The number of certified senior advisers has increased by 78 percent in the last five years. More than two dozen such programs now exist, and have enrolled more than 39,000 people over the last decade. The insurers Allianz, Old Mutual and American Equity have been listed as sponsors at seminars with names like the Million Dollar Academy, where thousands of sales representatives were advised to scare retirees by saying, “I am all that stands between you and potential catastrophic loss.” Other seminars instructed agents to “drive a wedge” between retirees and their established advisers.
In interviews, sales agents who have been accused of wrongdoing said they followed the guidance of insurance companies. “I did what I was told,” said Mr. DelMonico, before declining to discuss the lawsuit against him. “If it was so wrong, why did everyone let me do it for so many years?” (Could it be money???)
The Society of Certified Senior Advisers, which gave Mr. DelMonico his credentials, is a for-profit company that has trained 24,000 enrollees since it was started in 1997. Its founder, is a former mutual fund executive who was twice suspended by the Securities and Exchange Commission. He declined to return phone calls, though a representative said all regulatory actions were settled without admission of wrongdoing. (they all do that)
EFM- how did he get to the seniors to sell all this stuff. He offered free chicken dinners. Nothing like a free food to get the seniors to do your bidding. Not very bright at all. But as long as the seminar is not conducted by Attilla the Hun, many people start to trust the adviser. Again, not bright at all. But that is what people do. It will not change.
LIFE SETTLEMENTS (Katt) The life settlement industry and their solicitors have created the image that many policy owners often come to the rational conclusion they want to sell their life insurance policies and then contact an agent. This is a false picture. Almost always it is the agent soliciting policy owners to sell their policies because of the very high commissions they are paid.

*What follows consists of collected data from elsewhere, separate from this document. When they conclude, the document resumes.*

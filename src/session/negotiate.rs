//! `<hello>` exchange.
//!
//! Both sides send a hello using end-of-message framing. If both advertise
//! base 1.1 all later traffic uses chunked framing, otherwise it stays on
//! end-of-message framing (base 1.0).

use super::*;

/// NETCONF base protocol version in effect after the hello exchange.
#[derive(Debug, Clone, Copy, PartialEq, Eq, Serialize, Deserialize, JsonSchema)]
pub enum ProtocolVersion {
    #[serde(rename = "1.0")]
    V1_0,
    #[serde(rename = "1.1")]
    V1_1,
}

impl ProtocolVersion {
    /// Framing used for every message after the hello.
    pub fn framing(self) -> FramingMode {
        match self {
            ProtocolVersion::V1_0 => FramingMode::EndOfMessage,
            ProtocolVersion::V1_1 => FramingMode::Chunked,
        }
    }
}

/// Outcome of a successful hello exchange. Fixed for the session lifetime.
#[derive(Debug, Clone, PartialEq, Eq, Serialize, Deserialize, JsonSchema)]
pub struct SessionInfo {
    /// Session id assigned by the server.
    pub session_id: Option<u64>,
    pub version: ProtocolVersion,
    pub framing: FramingMode,
    /// Capabilities the peer advertised, in order.
    pub peer_capabilities: Vec<String>,
}

impl SessionInfo {
    /// Whether the peer advertised `capability`. Parameters after `?` are ignored.
    pub fn peer_supports(&self, capability: &str) -> bool {
        self.peer_capabilities
            .iter()
            .any(|cap| cap.split('?').next() == Some(capability))
    }
}

/// Picks the protocol version from both capability lists.
///
/// Base 1.1 is used only when both sides advertise it. Anything else,
/// including a peer that names no base capability at all, falls back to 1.0.
pub fn select_version<L, P>(local: &[L], peer: &[P]) -> ProtocolVersion
where
    L: AsRef<str>,
    P: AsRef<str>,
{
    let local = local.iter().map(|cap| cap.as_ref()).collect::<Vec<&str>>();
    let peer = peer.iter().map(|cap| cap.as_ref()).collect::<Vec<&str>>();

    if advertises(&local, config::BASE_1_1) && advertises(&peer, config::BASE_1_1) {
        ProtocolVersion::V1_1
    } else {
        ProtocolVersion::V1_0
    }
}

fn advertises(capabilities: &[&str], base: &str) -> bool {
    capabilities
        .iter()
        .any(|cap| cap.split('?').next().map(str::trim) == Some(base))
}

/// Capabilities this client advertises.
pub(super) fn local_capabilities(options: &SessionOptions) -> Vec<String> {
    let mut capabilities = vec![config::BASE_1_0.to_string(), config::BASE_1_1.to_string()];
    for cap in &options.capabilities {
        if !capabilities.contains(cap) {
            capabilities.push(cap.clone());
        }
    }
    capabilities
}

/// Sends the local hello and reads the peer's.
///
/// The framer must still be in end-of-message mode. Bytes the peer sent
/// after its hello stay buffered in the framer.
pub(super) async fn negotiate<R, W>(
    reader: &mut R,
    writer: &mut W,
    framer: &mut Framer,
    options: &SessionOptions,
) -> Result<SessionInfo, NetconfError>
where
    R: AsyncRead + Unpin,
    W: AsyncWrite + Unpin,
{
    let local = local_capabilities(options);
    let hello =
        FramingMode::EndOfMessage.encode(hello_xml(&local).as_bytes(), options.max_chunk_size);
    writer.write_all(&hello).await?;
    writer.flush().await?;
    trace!("sent hello advertising {} capabilities", local.len());

    let frame = tokio::time::timeout(options.hello_timeout, read_hello(reader, framer))
        .await
        .map_err(|_| {
            NetconfError::Negotiation(format!(
                "no hello received within {:?}",
                options.hello_timeout
            ))
        })??;

    let peer = match Message::parse(&frame) {
        Ok(Message::Hello(hello)) => hello,
        Ok(other) => {
            return Err(NetconfError::Negotiation(format!(
                "expected <hello>, got {}",
                match other {
                    Message::Reply(_) => "<rpc-reply>",
                    Message::Notification(_) => "<notification>",
                    Message::Hello(_) => "<hello>",
                }
            )));
        }
        Err(err) => return Err(NetconfError::Negotiation(err.to_string())),
    };

    let version = select_version(&local, &peer.capabilities);
    let peer_caps = peer.capabilities.iter().map(String::as_str).collect::<Vec<_>>();
    if !advertises(&peer_caps, config::BASE_1_0) && !advertises(&peer_caps, config::BASE_1_1) {
        warn!("peer hello names no base capability, assuming base 1.0");
    }
    if peer.session_id.is_none() {
        warn!("peer hello carries no session-id");
    }
    debug!(
        "hello exchanged: session-id {:?}, version {:?}, {} peer capabilities",
        peer.session_id,
        version,
        peer.capabilities.len()
    );

    Ok(SessionInfo {
        session_id: peer.session_id,
        version,
        framing: version.framing(),
        peer_capabilities: peer.capabilities,
    })
}

async fn read_hello<R>(reader: &mut R, framer: &mut Framer) -> Result<bytes::Bytes, NetconfError>
where
    R: AsyncRead + Unpin,
{
    let mut buf = vec![0u8; 8 * 1024];
    loop {
        if let Some(frame) = framer.next_message()? {
            return Ok(frame);
        }
        let n = reader.read(&mut buf).await?;
        if n == 0 {
            return Err(NetconfError::Negotiation(
                "transport closed before hello was received".to_string(),
            ));
        }
        framer.push(&buf[..n]);
    }
}
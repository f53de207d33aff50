//! NETCONF session engine.
//!
//! This module ties the framer, the capability negotiator and the message
//! correlator together behind [`Session`]. A session owns one transport:
//! a dedicated reader task decodes frames and routes replies to waiters,
//! while callers submit RPCs concurrently through a single serialized
//! writer.
//!
//! # Main Components
//!
//! - [`Session`] - open / submit / execute / close over any [`Transport`]
//! - [`PendingReply`] - handle to one in-flight RPC
//! - [`SessionState`] - lifecycle state machine
//! - [`NetconfManager`] - cache of SSH-backed sessions (singleton via `MANAGER`)
//! - [`SessionRecorder`] / [`SessionReplayer`] - JSONL recording and offline replay

use async_ssh2_tokio::client::{AuthMethod, Client};
use async_ssh2_tokio::{Config, ServerCheckMethod};
use log::{debug, trace, warn};
use moka::future::Cache;
use once_cell::sync::Lazy;
use sha2::{Digest, Sha256};

use russh::Preferred;
use schemars::JsonSchema;
use serde::{Deserialize, Serialize};
use std::borrow::Cow;
use std::collections::HashMap;
use std::sync::{Arc, Mutex, MutexGuard, PoisonError};
use std::time::Duration;
use tokio::io::{AsyncRead, AsyncReadExt, AsyncWrite, AsyncWriteExt, ReadHalf, WriteHalf};
use tokio::sync::{mpsc, oneshot};
use tokio::task::JoinHandle;
use tokio::time::Instant;

use crate::config::{self, ClientConfig, SessionOptions};
use crate::error::NetconfError;
use crate::framing::{Framer, FramingMode};
use crate::message::{CLOSE_SESSION, Message, Notification, Reply, hello_xml, rpc_xml};

pub use correlator::PendingReply;
pub use manager::{MANAGER, NetconfManager};
pub use negotiate::{ProtocolVersion, SessionInfo, select_version};
pub use recording::{
    NormalizeOptions, SessionEvent, SessionRecordEntry, SessionRecordLevel, SessionRecorder,
    SessionReplayer,
};
pub use security::{ConnectionSecurityOptions, SecurityLevel};
pub use ssh::SshTransport;
pub use state::SessionState;

use correlator::Correlator;

/// The byte stream a session runs over.
///
/// Any reliable, ordered, bidirectional stream works: an SSH `netconf`
/// subsystem channel ([`SshTransport`]), a TCP socket, or an in-memory
/// duplex in tests. Shutting down the write side closes the stream.
pub trait Transport: AsyncRead + AsyncWrite + Unpin + Send + 'static {}

impl<T> Transport for T where T: AsyncRead + AsyncWrite + Unpin + Send + 'static {}

type BoxedTransport = Box<dyn Transport>;

/// One open NETCONF conversation with a device.
pub struct Session {
    info: SessionInfo,
    options: SessionOptions,
    core: Arc<Correlator>,
    writer: tokio::sync::Mutex<WriteHalf<BoxedTransport>>,
    reader: Mutex<Option<JoinHandle<()>>>,
    notifications: Mutex<Option<mpsc::Receiver<Notification>>>,
    recorder: Option<SessionRecorder>,
}

mod client;
mod correlator;
mod manager;
mod negotiate;
mod recording;
mod security;
mod ssh;
mod state;
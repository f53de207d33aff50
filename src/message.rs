//! NETCONF envelopes.
//!
//! Incoming frames are classified into [`Message`]s by their root element.
//! Only what the engine needs is extracted: capabilities and session-id from
//! `<hello>`, the `message-id` and any `<rpc-error>` entries from
//! `<rpc-reply>`, and the event time of `<notification>`. The original XML
//! is always kept so callers can interpret payloads themselves.

use schemars::JsonSchema;
use serde::{Deserialize, Serialize};

use crate::config::NETCONF_NAMESPACE;
use crate::error::NetconfError;
use crate::xml::{Document, escape};

/// A decoded, classified NETCONF message.
#[derive(Debug, Clone, PartialEq, Eq)]
pub enum Message {
    Hello(Hello),
    Reply(Reply),
    Notification(Notification),
}

impl Message {
    /// Parses one decoded frame.
    pub fn parse(frame: &[u8]) -> Result<Self, NetconfError> {
        let xml = std::str::from_utf8(frame).map_err(|e| {
            NetconfError::ProtocolContent(format!("message is not valid utf-8: {e}"))
        })?;
        let doc = Document::parse(xml)?;
        match doc.root().name.as_str() {
            "hello" => Ok(Message::Hello(Hello::from_document(&doc)?)),
            "rpc-reply" => Ok(Message::Reply(Reply::from_document(xml, &doc))),
            "notification" => Ok(Message::Notification(Notification {
                event_time: doc.text_of("eventTime"),
                xml: xml.to_string(),
            })),
            other => Err(NetconfError::ProtocolContent(format!(
                "unexpected root element <{other}>"
            ))),
        }
    }
}

/// Contents of a peer's `<hello>`.
#[derive(Debug, Clone, PartialEq, Eq)]
pub struct Hello {
    /// Capabilities in the order the peer advertised them.
    pub capabilities: Vec<String>,
    /// Session identifier, present only in a server hello.
    pub session_id: Option<u64>,
}

impl Hello {
    fn from_document(doc: &Document<'_>) -> Result<Self, NetconfError> {
        let list = doc.find("capabilities").ok_or_else(|| {
            NetconfError::ProtocolContent("hello has no <capabilities> element".to_string())
        })?;
        let capabilities = doc
            .descendants(list)
            .filter(|el| el.name == "capability")
            .map(|el| doc.text(el))
            .filter(|cap| !cap.is_empty())
            .collect::<Vec<_>>();
        if capabilities.is_empty() {
            return Err(NetconfError::ProtocolContent(
                "hello advertises no capabilities".to_string(),
            ));
        }
        let session_id = match doc.text_of("session-id") {
            Some(text) => Some(text.parse::<u64>().map_err(|_| {
                NetconfError::ProtocolContent(format!("invalid session-id {text:?}"))
            })?),
            None => None,
        };
        Ok(Self {
            capabilities,
            session_id,
        })
    }
}

/// One `<rpc-error>` entry of a reply.
#[derive(Debug, Clone, Default, PartialEq, Eq, Serialize, Deserialize, JsonSchema)]
pub struct RpcError {
    pub error_type: String,
    pub error_tag: String,
    pub error_severity: String,
    pub error_path: Option<String>,
    pub error_message: Option<String>,
}

impl RpcError {
    /// True for severity `error`; `warning` entries do not fail the RPC.
    pub fn is_error(&self) -> bool {
        !self.error_severity.eq_ignore_ascii_case("warning")
    }
}

/// A correlated `<rpc-reply>`.
///
/// Replies carrying `<rpc-error>` are still replies: the RPC reached the
/// device and the device answered. Use [`Reply::is_ok`] to check the outcome.
#[derive(Debug, Clone, PartialEq, Eq, Serialize, Deserialize, JsonSchema)]
pub struct Reply {
    /// `message-id` attribute as sent by the peer.
    pub message_id: Option<String>,
    /// Whether the reply contains `<ok/>`.
    pub ok: bool,
    /// Inner XML of `<data>`, when present.
    pub data: Option<String>,
    pub errors: Vec<RpcError>,
    /// The complete reply document.
    pub xml: String,
}

impl Reply {
    fn from_document(xml: &str, doc: &Document<'_>) -> Self {
        let root = doc.root();
        let errors = doc
            .find_all("rpc-error")
            .map(|err| {
                let field = |name: &str| {
                    doc.descendants(err)
                        .find(|el| el.name == name)
                        .map(|el| doc.text(el))
                };
                RpcError {
                    error_type: field("error-type").unwrap_or_default(),
                    error_tag: field("error-tag").unwrap_or_default(),
                    error_severity: field("error-severity").unwrap_or_default(),
                    error_path: field("error-path"),
                    error_message: field("error-message"),
                }
            })
            .collect();

        Self {
            message_id: root.attribute("message-id").map(str::to_string),
            ok: doc
                .find_all("ok")
                .any(|el| el.depth == root.depth + 1),
            data: doc
                .find_all("data")
                .find(|el| el.depth == root.depth + 1)
                .map(|el| doc.inner_xml(el).to_string()),
            errors,
            xml: xml.to_string(),
        }
    }

    /// Parses the `message-id` as the numeric id this engine assigns.
    pub fn numeric_id(&self) -> Option<u64> {
        self.message_id.as_deref()?.trim().parse().ok()
    }

    /// True unless an `<rpc-error>` of severity `error` is present.
    pub fn is_ok(&self) -> bool {
        !self.errors.iter().any(RpcError::is_error)
    }

    /// True if any `<rpc-error>` entry is present, warnings included.
    pub fn has_errors(&self) -> bool {
        !self.errors.is_empty()
    }
}

/// A peer-initiated `<notification>`.
#[derive(Debug, Clone, PartialEq, Eq, Serialize, Deserialize, JsonSchema)]
pub struct Notification {
    /// `<eventTime>` text, when present.
    pub event_time: Option<String>,
    /// The complete notification document.
    pub xml: String,
}

impl Notification {
    /// Session id of a `netconf-session-end` event, if this is one.
    pub fn ended_session_id(&self) -> Option<u64> {
        let doc = Document::parse(&self.xml).ok()?;
        let end = doc.find("netconf-session-end")?;
        doc.descendants(end)
            .find(|el| el.name == "session-id")
            .and_then(|el| doc.text(el).parse().ok())
    }
}

/// Builds the local `<hello>` advertising `capabilities`.
pub fn hello_xml<S: AsRef<str>>(capabilities: &[S]) -> String {
    let mut xml = format!(
        "<?xml version=\"1.0\" encoding=\"UTF-8\"?>\n<hello xmlns=\"{NETCONF_NAMESPACE}\"><capabilities>"
    );
    for cap in capabilities {
        xml.push_str("<capability>");
        xml.push_str(&escape(cap.as_ref()));
        xml.push_str("</capability>");
    }
    xml.push_str("</capabilities></hello>");
    xml
}

/// Wraps a caller-supplied body in an `<rpc>` envelope.
pub fn rpc_xml(message_id: u64, body: &str) -> String {
    format!("<rpc message-id=\"{message_id}\" xmlns=\"{NETCONF_NAMESPACE}\">{body}</rpc>")
}

/// Body of the graceful close RPC.
pub const CLOSE_SESSION: &str = "<close-session/>";

#[cfg(test)]
mod tests {
    use super::*;

    #[test]
    fn parses_server_hello() {
        let xml = r#"<hello xmlns="urn:ietf:params:xml:ns:netconf:base:1.0">
  <capabilities>
    <capability>urn:ietf:params:netconf:base:1.0</capability>
    <capability>urn:ietf:params:netconf:base:1.1</capability>
    <capability>http://example.com/m?module=m&amp;revision=2024-01-01</capability>
  </capabilities>
  <session-id>4711</session-id>
</hello>"#;
        let Message::Hello(hello) = Message::parse(xml.as_bytes()).expect("parse") else {
            panic!("expected hello");
        };
        assert_eq!(hello.session_id, Some(4711));
        assert_eq!(hello.capabilities.len(), 3);
        assert_eq!(
            hello.capabilities[2],
            "http://example.com/m?module=m&revision=2024-01-01"
        );
    }

    #[test]
    fn hello_without_capabilities_is_rejected() {
        let err = Message::parse(b"<hello><session-id>1</session-id></hello>")
            .expect_err("missing capabilities");
        assert!(matches!(err, NetconfError::ProtocolContent(_)));
    }

    #[test]
    fn reply_with_rpc_error_is_still_a_reply() {
        let xml = r#"<rpc-reply message-id="3" xmlns="urn:ietf:params:xml:ns:netconf:base:1.0">
  <rpc-error>
    <error-type>application</error-type>
    <error-tag>invalid-value</error-tag>
    <error-severity>error</error-severity>
    <error-message xml:lang="en">bad interface name</error-message>
  </rpc-error>
</rpc-reply>"#;
        let Message::Reply(reply) = Message::parse(xml.as_bytes()).expect("parse") else {
            panic!("expected reply");
        };
        assert_eq!(reply.numeric_id(), Some(3));
        assert!(!reply.is_ok());
        assert_eq!(reply.errors[0].error_tag, "invalid-value");
        assert_eq!(
            reply.errors[0].error_message.as_deref(),
            Some("bad interface name")
        );
    }

    #[test]
    fn warnings_do_not_fail_reply() {
        let xml = r#"<rpc-reply message-id="9"><rpc-error><error-type>application</error-type><error-tag>x</error-tag><error-severity>warning</error-severity></rpc-error><ok/></rpc-reply>"#;
        let Message::Reply(reply) = Message::parse(xml.as_bytes()).expect("parse") else {
            panic!("expected reply");
        };
        assert!(reply.ok);
        assert!(reply.is_ok());
        assert!(reply.has_errors());
    }

    #[test]
    fn reply_exposes_data_content() {
        let xml = r#"<rpc-reply message-id="5"><data><top><ok/></top></data></rpc-reply>"#;
        let Message::Reply(reply) = Message::parse(xml.as_bytes()).expect("parse") else {
            panic!("expected reply");
        };
        assert!(!reply.ok);
        assert_eq!(reply.data.as_deref(), Some("<top><ok/></top>"));
    }

    #[test]
    fn notification_detects_session_end() {
        let xml = r#"<notification xmlns="urn:ietf:params:xml:ns:netconf:notification:1.0">
  <eventTime>2026-10-18T10:00:00Z</eventTime>
  <netconf-session-end xmlns="urn:ietf:params:xml:ns:yang:ietf-netconf-notifications">
    <username>admin</username>
    <session-id>12</session-id>
    <termination-reason>killed</termination-reason>
  </netconf-session-end>
</notification>"#;
        let Message::Notification(notification) = Message::parse(xml.as_bytes()).expect("parse")
        else {
            panic!("expected notification");
        };
        assert_eq!(
            notification.event_time.as_deref(),
            Some("2026-10-18T10:00:00Z")
        );
        assert_eq!(notification.ended_session_id(), Some(12));
    }

    #[test]
    fn unknown_root_is_protocol_error() {
        let err = Message::parse(b"<rpc message-id=\"1\"/>").expect_err("not a reply");
        assert!(matches!(err, NetconfError::ProtocolContent(_)));
    }

    #[test]
    fn envelopes_round_trip_through_scanner() {
        let hello = hello_xml(&["urn:ietf:params:netconf:base:1.0", "urn:x?a=1&b=2"]);
        let doc = Document::parse(&hello).expect("hello well formed");
        assert_eq!(doc.find_all("capability").count(), 2);

        let rpc = rpc_xml(17, "<get/>");
        let doc = Document::parse(&rpc).expect("rpc well formed");
        assert_eq!(doc.root().attribute("message-id"), Some("17"));
    }
}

"The market for the buying and selling of life insurance policies for investment purposes had a rational basis in the beginning - but appears to have evolved too often into transactions where the main purpose is to procure obscenely high fees and commissions."
INVESTMENT MANAGEMENT- (Rick Ferri) “My issue with the financial planning community is that there are a lot of people who are a financial planner by certification because they have a CFP certificate, but they are not financial planners by occupation. Too many CFPs are running a bait and switch business. They are hooking clients by saying they are "financial planners", but in reality, they are commission salespeople or investment advisors whose only interest is collecting investment management fees.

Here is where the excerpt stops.